Оранжевый самолет Головина помчался вдоль реки. Казалось, он бежал бесконечно, но, наконец, оторвался. Еще немного, и разведчик скрылся на севере, в туманной дали.
— По машинам! — раздался приказ Водопьянова.
Все заняли свои места. Тяжело разбежавшись, в воздух ушел флагманский корабль. Он низко кружил над аэродромом, ожидая взлета остальных. За ним на старт зарулил Молоков. Едва он начал разворачиваться на площадке, как стартер неистово замахал флажками. Василий Сергеевич остановил машину, высунулся из верхнего люка и: недовольно спросил:
— В чем дело?
— Головин возвращается, — ответил стартер.
Над аэродромом стрелой пронесся знакомый двухмоторный моноплан. Вот он приземлился, подруливает к нам. По трапу поднялся Головин.
— Лететь нельзя! — доложил он Шмидту. [57] — По выходе в море я попал в туман, пробить который ни сверху, ни снизу не удалось.
Шмидт задумался.
— Видимо, придется остаться, — сказал он. — Сообщите Водопьянову о нашем решении.
Водопьянов нетерпеливо кружил над Нарьян-Маром, обеспокоенный долгой задержкой. Головин подошел к микрофону и коротко информировал его об условиях погоды и принятом решении. Мы с тревогой ожидали, что будет дальше. Флагманский корабль, так же как и остальные самолеты, был сильно перегружен. Садиться на столь перегруженной машине было опасно. Малейшее неточное движение — и самолет мог либо скапотировать, то есть встать на лоб, либо подломать шасси. Водопьянов все же решил садиться. Он чрезвычайно бережно подвел свою летающую громаду к земле и опустил ее на снежный покров под столь малым углом, что мы даже не заметили момента приземления. Хмурые и невеселые участники экспедиции уселись в сани и вернулись в город. Дзердзеевский клял авиацию, все географические широты, но все же, наконец, смилостивившись, обещал более или менее сносную погоду на следующий день.
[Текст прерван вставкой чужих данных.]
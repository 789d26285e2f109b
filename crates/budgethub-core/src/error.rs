//! Error types for BudgetHub

use thiserror::Error;

#[derive(Error, Debug)]
pub enum Error {
    #[error("Database error: {0}")]
    Database(#[from] rusqlite::Error),

    #[error("Database pool error: {0}")]
    Pool(#[from] r2d2::Error),

    #[error("CSV parsing error: {0}")]
    Csv(#[from] csv::Error),

    #[error("IO error: {0}")]
    Io(#[from] std::io::Error),

    #[error("JSON error: {0}")]
    Json(#[from] serde_json::Error),

    #[error("Import error: {0}")]
    Import(String),

    #[error("Invalid data: {0}")]
    InvalidData(String),

    #[error("Not found: {0}")]
    NotFound(String),

    #[error("Forbidden: {0}")]
    Forbidden(String),

    #[error("Authentication error: {0}")]
    Auth(String),

    #[error("Conflict: {0}")]
    Conflict(String),
}

pub type Result<T> = std::result::Result<T, Error>;
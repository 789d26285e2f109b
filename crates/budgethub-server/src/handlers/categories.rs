//! Category list and categorization preview

use axum::{extract::Query, Json};
use serde::{Deserialize, Serialize};

use budgethub_core::{categorize_transaction, Category};

#[derive(Serialize)]
pub struct CategoryListResponse {
    pub categories: Vec<&'static str>,
}

#[derive(Debug, Deserialize)]
pub struct CategorizeQuery {
    #[serde(default)]
    pub description: String,
    #[serde(default)]
    pub amount: f64,
}

#[derive(Serialize)]
pub struct CategorizeResponse {
    pub category: Category,
}

/// GET /api/categories - The fixed category list
pub async fn list_categories() -> Json<CategoryListResponse> {
    Json(CategoryListResponse {
        categories: Category::ALL.iter().map(|c| c.as_str()).collect(),
    })
}

/// GET /api/categorize - Suggest a category for a description
pub async fn categorize(Query(params): Query<CategorizeQuery>) -> Json<CategorizeResponse> {
    Json(CategorizeResponse {
        category: categorize_transaction(&params.description, params.amount),
    })
}
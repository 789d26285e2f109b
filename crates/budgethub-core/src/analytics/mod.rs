//! Budget analytics
//!
//! Stateless spending metrics computed on demand from a user's ledger:
//!
//! - **Weekly comparison** - this week versus last week
//! - **Monthly total** and the six-bucket trend series
//! - **Top categories** for a month
//! - **Category comparison** - month over month
//! - **Budget status** - utilization and warning flags
//! - **Overrun prediction** - month-end projection at the current pace
//!
//! Every function reads through the [`Ledger`] trait and never writes. The
//! owner and the current date are always passed in explicitly.
//!
//! ## Usage
//!
//! ```rust,ignore
//! use budgethub_core::analytics::{self, Ledger};
//!
//! let today = chrono::Local::now().date_naive();
//! let week = analytics::weekly_comparison(&db, user_id, today)?;
//! let status = analytics::budget_status(&db, user_id, "Food", 3, 2024)?;
//! ```

pub mod dashboard;
pub mod engine;
pub mod types;

use chrono::NaiveDate;

use crate::error::Result;
use crate::models::{Budget, CategoryTotal, Expense};

pub use dashboard::{build_dashboard, format_currency, insights};
pub use engine::{
    budget_reports, budget_status, category_comparison, category_month_over_month,
    days_in_month, monthly_total, monthly_trends, percent_change, predict_budget_overrun,
    previous_month, top_categories, week_bounds, weekly_comparison, DEFAULT_TOP_CATEGORIES,
    TREND_MONTHS,
};
pub use types::{
    BudgetReport, BudgetStatus, CategoryComparison, Dashboard, OverrunPrediction, TrendPoint,
    WeeklyComparison,
};

/// Read access to a user's expenses and budgets
///
/// All amounts are summed over expenses owned by `owner_id` only.
pub trait Ledger {
    /// Sum of amounts with `from <= date <= to`, optionally for one category
    fn sum_expenses(
        &self,
        owner_id: i64,
        category: Option<&str>,
        from: NaiveDate,
        to: NaiveDate,
    ) -> Result<f64>;

    /// Sum of amounts dated in the given calendar month
    fn month_total(
        &self,
        owner_id: i64,
        category: Option<&str>,
        month: u32,
        year: i32,
    ) -> Result<f64>;

    /// Per-category sums for one calendar month, in no particular order
    fn month_category_totals(
        &self,
        owner_id: i64,
        month: u32,
        year: i32,
    ) -> Result<Vec<CategoryTotal>>;

    /// Per-category sums over all time, largest first
    fn category_totals(&self, owner_id: i64) -> Result<Vec<CategoryTotal>>;

    /// The budget for an exact (category, month, year) key
    fn budget_for(
        &self,
        owner_id: i64,
        category: &str,
        month: u32,
        year: i32,
    ) -> Result<Option<Budget>>;

    /// All budgets set for a month
    fn budgets_for_month(&self, owner_id: i64, month: u32, year: i32) -> Result<Vec<Budget>>;

    /// Most recent expenses, newest first
    fn recent_expenses(&self, owner_id: i64, limit: usize) -> Result<Vec<Expense>>;
}
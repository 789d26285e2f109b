//! BudgetHub Web Server
//!
//! Axum-based REST API for the BudgetHub budgeting app.
//!
//! Security features:
//! - Bearer-token sessions (HS256 JWT) for every `/api` route except
//!   registration, login and the session check
//! - Per-user ownership checks on expenses and budgets
//! - Restrictive CORS policy and security headers
//! - Sanitized error responses

use std::sync::Arc;

use axum::{
    extract::{DefaultBodyLimit, Request, State},
    http::{header, HeaderValue, Method, StatusCode},
    middleware::{self, Next},
    response::{IntoResponse, Response},
    routing::{delete, get, post},
    Json, Router,
};
use chrono::NaiveDate;
use tower_http::{
    cors::CorsLayer, services::ServeDir, set_header::SetResponseHeaderLayer, trace::TraceLayer,
};
use tracing::{error, info, warn};

use budgethub_core::{db::Database, Error as CoreError};

mod handlers;
pub mod session;

pub use session::{Claims, TokenManager};

/// Maximum CSV upload size (16 MB)
pub const MAX_UPLOAD_SIZE: usize = 16 * 1024 * 1024;

/// Environment variable holding the token signing secret
pub const SECRET_KEY_ENV: &str = "BUDGETHUB_SECRET_KEY";

/// Environment variable holding comma-separated CORS origins
pub const ALLOWED_ORIGINS_ENV: &str = "BUDGETHUB_ALLOWED_ORIGINS";

const DEV_SECRET_KEY: &str = "budgethub-development-secret-change-me";

/// Routes reachable without a session
const PUBLIC_API_PATHS: &[&str] = &["/api/auth/register", "/api/auth/login", "/api/auth/check"];

/// Server configuration
#[derive(Clone)]
pub struct ServerConfig {
    /// HMAC secret for session tokens
    pub secret_key: String,
    /// Allowed CORS origins (empty = same-origin only)
    pub allowed_origins: Vec<String>,
    /// Session lifetime
    pub token_ttl_days: i64,
}

impl Default for ServerConfig {
    fn default() -> Self {
        Self {
            secret_key: DEV_SECRET_KEY.to_string(),
            allowed_origins: vec![],
            token_ttl_days: 30,
        }
    }
}

impl ServerConfig {
    /// Read `BUDGETHUB_SECRET_KEY` and `BUDGETHUB_ALLOWED_ORIGINS`
    pub fn from_env() -> Self {
        let mut config = Self::default();

        match std::env::var(SECRET_KEY_ENV) {
            Ok(secret) if !secret.trim().is_empty() => config.secret_key = secret,
            _ => warn!(
                "⚠️  {} not set - using development secret, do not expose to network!",
                SECRET_KEY_ENV
            ),
        }

        if let Ok(origins) = std::env::var(ALLOWED_ORIGINS_ENV) {
            config.allowed_origins = parse_origins(&origins);
        }

        config
    }
}

/// Split a comma-separated origin list, dropping blanks
pub fn parse_origins(input: &str) -> Vec<String> {
    input
        .split(',')
        .map(str::trim)
        .filter(|s| !s.is_empty())
        .map(String::from)
        .collect()
}

/// Shared application state
pub struct AppState {
    pub db: Database,
    pub config: ServerConfig,
    pub tokens: TokenManager,
}

/// The authenticated caller, inserted into request extensions by `auth_middleware`
#[derive(Debug, Clone)]
pub struct CurrentUser {
    pub id: i64,
    pub username: String,
}

/// Today's date in server local time
pub(crate) fn today() -> NaiveDate {
    chrono::Local::now().date_naive()
}

fn bearer_token(request: &Request) -> Option<&str> {
    request
        .headers()
        .get(header::AUTHORIZATION)
        .and_then(|v| v.to_str().ok())
        .and_then(|auth| auth.strip_prefix("Bearer "))
        .map(str::trim)
        .filter(|t| !t.is_empty())
}

fn is_public_path(path: &str) -> bool {
    !path.starts_with("/api/") || PUBLIC_API_PATHS.contains(&path)
}

/// Authentication middleware
///
/// Resolves the bearer token to a `CurrentUser` whenever one is present.
/// Protected routes without a valid token, or whose user has since been
/// deleted, get a 401.
async fn auth_middleware(
    State(state): State<Arc<AppState>>,
    mut request: Request,
    next: Next,
) -> Response {
    let path = request.uri().path().to_string();

    let current = match bearer_token(&request).and_then(|t| state.tokens.validate(t)) {
        Some(claims) => match state.db.get_user(claims.sub) {
            Ok(Some(user)) => Some(CurrentUser {
                id: user.id,
                username: user.username,
            }),
            Ok(None) => {
                warn!(user_id = claims.sub, path = %path, "Token for a deleted user");
                None
            }
            Err(e) => {
                error!(error = %e, "Failed to look up session user");
                None
            }
        },
        None => None,
    };

    match current {
        Some(user) => {
            tracing::debug!(user = %user.username, path = %path, "Authenticated request");
            request.extensions_mut().insert(user);
            next.run(request).await
        }
        None if is_public_path(&path) => next.run(request).await,
        None => {
            warn!(path = %path, "Unauthorized request - no valid session");
            AppError::unauthorized("Authentication required").into_response()
        }
    }
}

/// Create the application router
pub fn create_router(db: Database, static_dir: Option<&str>, config: ServerConfig) -> Router {
    let tokens = TokenManager::new(&config.secret_key, config.token_ttl_days);
    let allowed_origins = config.allowed_origins.clone();

    let state = Arc::new(AppState { db, config, tokens });

    let api_routes = Router::new()
        // Session
        .route("/auth/register", post(handlers::register))
        .route("/auth/login", post(handlers::login))
        .route("/auth/logout", post(handlers::logout))
        .route("/auth/check", get(handlers::check_auth))
        // Dashboard
        .route("/dashboard", get(handlers::get_dashboard))
        // Expenses
        .route(
            "/expenses",
            get(handlers::list_expenses).post(handlers::create_expense),
        )
        .route(
            "/expenses/:id",
            get(handlers::get_expense)
                .put(handlers::update_expense)
                .delete(handlers::delete_expense),
        )
        // Budgets
        .route(
            "/budgets",
            get(handlers::list_budgets).post(handlers::set_budget),
        )
        .route("/budgets/:id", delete(handlers::delete_budget))
        // Charts
        .route("/charts/category", get(handlers::category_chart))
        .route("/charts/monthly", get(handlers::monthly_chart))
        .route(
            "/charts/category-monthly",
            get(handlers::category_monthly_chart),
        )
        // Categorization
        .route("/categories", get(handlers::list_categories))
        .route("/categorize", get(handlers::categorize))
        // Import/export
        .route("/export", get(handlers::export_expenses))
        .route("/upload", post(handlers::upload_csv))
        .route("/upload/json", post(handlers::upload_json));

    // Build CORS layer
    let methods = [
        Method::GET,
        Method::POST,
        Method::PUT,
        Method::DELETE,
        Method::OPTIONS,
    ];
    let cors = if allowed_origins.is_empty() {
        // Restrictive default: only allow same-origin
        CorsLayer::new()
            .allow_methods(methods)
            .allow_headers([header::CONTENT_TYPE, header::AUTHORIZATION])
    } else {
        let origins: Vec<HeaderValue> = allowed_origins
            .iter()
            .filter_map(|o| o.parse().ok())
            .collect();
        CorsLayer::new()
            .allow_origin(origins)
            .allow_methods(methods)
            .allow_headers([header::CONTENT_TYPE, header::AUTHORIZATION])
    };

    // CSP: same-origin scripts, inline styles allowed for the bundled UI
    let csp_value = HeaderValue::from_static(
        "default-src 'self'; script-src 'self'; style-src 'self' 'unsafe-inline'; img-src 'self' blob: data:; font-src 'self'; connect-src 'self'; frame-ancestors 'none'"
    );

    let mut app = Router::new()
        .nest("/api", api_routes)
        .layer(middleware::from_fn_with_state(
            state.clone(),
            auth_middleware,
        ))
        .with_state(state)
        // Base64 upload bodies are larger than the decoded file
        .layer(DefaultBodyLimit::max(MAX_UPLOAD_SIZE * 2))
        .layer(TraceLayer::new_for_http())
        .layer(cors)
        // Security headers
        .layer(SetResponseHeaderLayer::overriding(
            header::X_CONTENT_TYPE_OPTIONS,
            HeaderValue::from_static("nosniff"),
        ))
        .layer(SetResponseHeaderLayer::overriding(
            header::X_FRAME_OPTIONS,
            HeaderValue::from_static("DENY"),
        ))
        .layer(SetResponseHeaderLayer::overriding(
            header::X_XSS_PROTECTION,
            HeaderValue::from_static("1; mode=block"),
        ))
        .layer(SetResponseHeaderLayer::overriding(
            header::CONTENT_SECURITY_POLICY,
            csp_value,
        ));

    // Serve the web UI if a directory was provided
    if let Some(dir) = static_dir {
        app = app.fallback_service(ServeDir::new(dir));
    }

    app
}

/// Start the server with configuration read from the environment
pub async fn serve(
    db: Database,
    host: &str,
    port: u16,
    static_dir: Option<&str>,
) -> anyhow::Result<()> {
    serve_with_config(db, host, port, static_dir, ServerConfig::from_env()).await
}

/// Start the server with custom configuration
pub async fn serve_with_config(
    db: Database,
    host: &str,
    port: u16,
    static_dir: Option<&str>,
    config: ServerConfig,
) -> anyhow::Result<()> {
    if config.allowed_origins.is_empty() {
        info!("CORS restricted to same-origin requests");
    } else {
        info!(origins = ?config.allowed_origins, "CORS origins allowed");
    }

    let app = create_router(db, static_dir, config);
    let addr = format!("{}:{}", host, port);

    info!("Starting server at http://{}", addr);

    let listener = tokio::net::TcpListener::bind(&addr).await?;
    axum::serve(listener, app).await?;

    Ok(())
}

// ============================================================================
// Error Handling
// ============================================================================

/// Application error type with proper HTTP status codes
#[derive(Debug)]
pub struct AppError {
    status: StatusCode,
    message: String,
    internal: Option<anyhow::Error>,
}

impl AppError {
    fn with_status(status: StatusCode, msg: &str) -> Self {
        Self {
            status,
            message: msg.to_string(),
            internal: None,
        }
    }

    pub fn bad_request(msg: &str) -> Self {
        Self::with_status(StatusCode::BAD_REQUEST, msg)
    }

    pub fn unauthorized(msg: &str) -> Self {
        Self::with_status(StatusCode::UNAUTHORIZED, msg)
    }

    pub fn forbidden(msg: &str) -> Self {
        Self::with_status(StatusCode::FORBIDDEN, msg)
    }

    pub fn not_found(msg: &str) -> Self {
        Self::with_status(StatusCode::NOT_FOUND, msg)
    }

    pub fn conflict(msg: &str) -> Self {
        Self::with_status(StatusCode::CONFLICT, msg)
    }

    pub fn internal(msg: &str) -> Self {
        Self::with_status(StatusCode::INTERNAL_SERVER_ERROR, msg)
    }

    /// Map a core error to its client-facing status.
    ///
    /// Storage and I/O failures stay opaque 500s.
    pub fn from_core(err: CoreError) -> Self {
        match err {
            CoreError::InvalidData(msg) | CoreError::Import(msg) => Self::bad_request(&msg),
            CoreError::NotFound(msg) => Self::not_found(&msg),
            CoreError::Forbidden(msg) => Self::forbidden(&msg),
            CoreError::Conflict(msg) => Self::conflict(&msg),
            CoreError::Auth(msg) => Self::unauthorized(&msg),
            other => Self::from(other),
        }
    }

    pub fn status(&self) -> StatusCode {
        self.status
    }
}

impl IntoResponse for AppError {
    fn into_response(self) -> Response {
        // Log the full internal error if present
        if let Some(err) = &self.internal {
            error!(error = %err, "Internal error");
        }

        let body = Json(serde_json::json!({
            "error": self.message
        }));

        (self.status, body).into_response()
    }
}

impl<E> From<E> for AppError
where
    E: Into<anyhow::Error>,
{
    fn from(err: E) -> Self {
        let err = err.into();
        Self {
            status: StatusCode::INTERNAL_SERVER_ERROR,
            // Return generic message to client
            message: "An internal error occurred".to_string(),
            // Keep full error for logging
            internal: Some(err),
        }
    }
}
Двенадцатого апреля на рассвете, не успев даже позавтракать, все кинулись на аэродром. Около шести часов утра первым, по обычаю, ушел в путь Головин. По радио мы следили за его полетом. Разведчик быстро продвигался к северу. Часа через полтора после старта Павел сообщил, что начал пробивать облака. Попробовал раз — не вышло. Поднялся вторично и на 1500 метрах вышел к ясному небу. Дальше [58] путь шел над облаками при солнце и встречном ветре.
— Лететь, немедленно лететь! — сказал Шевелев.
Вздымая вихри снежной пыли, по аэродрому помчался флагман. Он бежал почти два километра от одного берега реки до другого, но взлететь не мог. Мокрый липкий снег держал машину, стрелка указателя скорости застыла на 60 километрах. Водопьянов зарулил обратно, снова пробежал весь аэродром — безрезультатно. Остальные пилоты с тревогой наблюдали за чудовищными усилиями флагмана.
— Не взлететь нам с такой нагрузкой, — печально сказал Молоков.
Семь или восемь раз Водопьянов пересекал вдоль и поперек исполинский речной аэродром, но оторвать машину не мог. Подрулив к остальным, пилот выскочил из самолета. К нему подошли командиры кораблей и руководители экспедиции. Тут же, на гигантской лыже флагманского самолета, состоялось летучее совещание.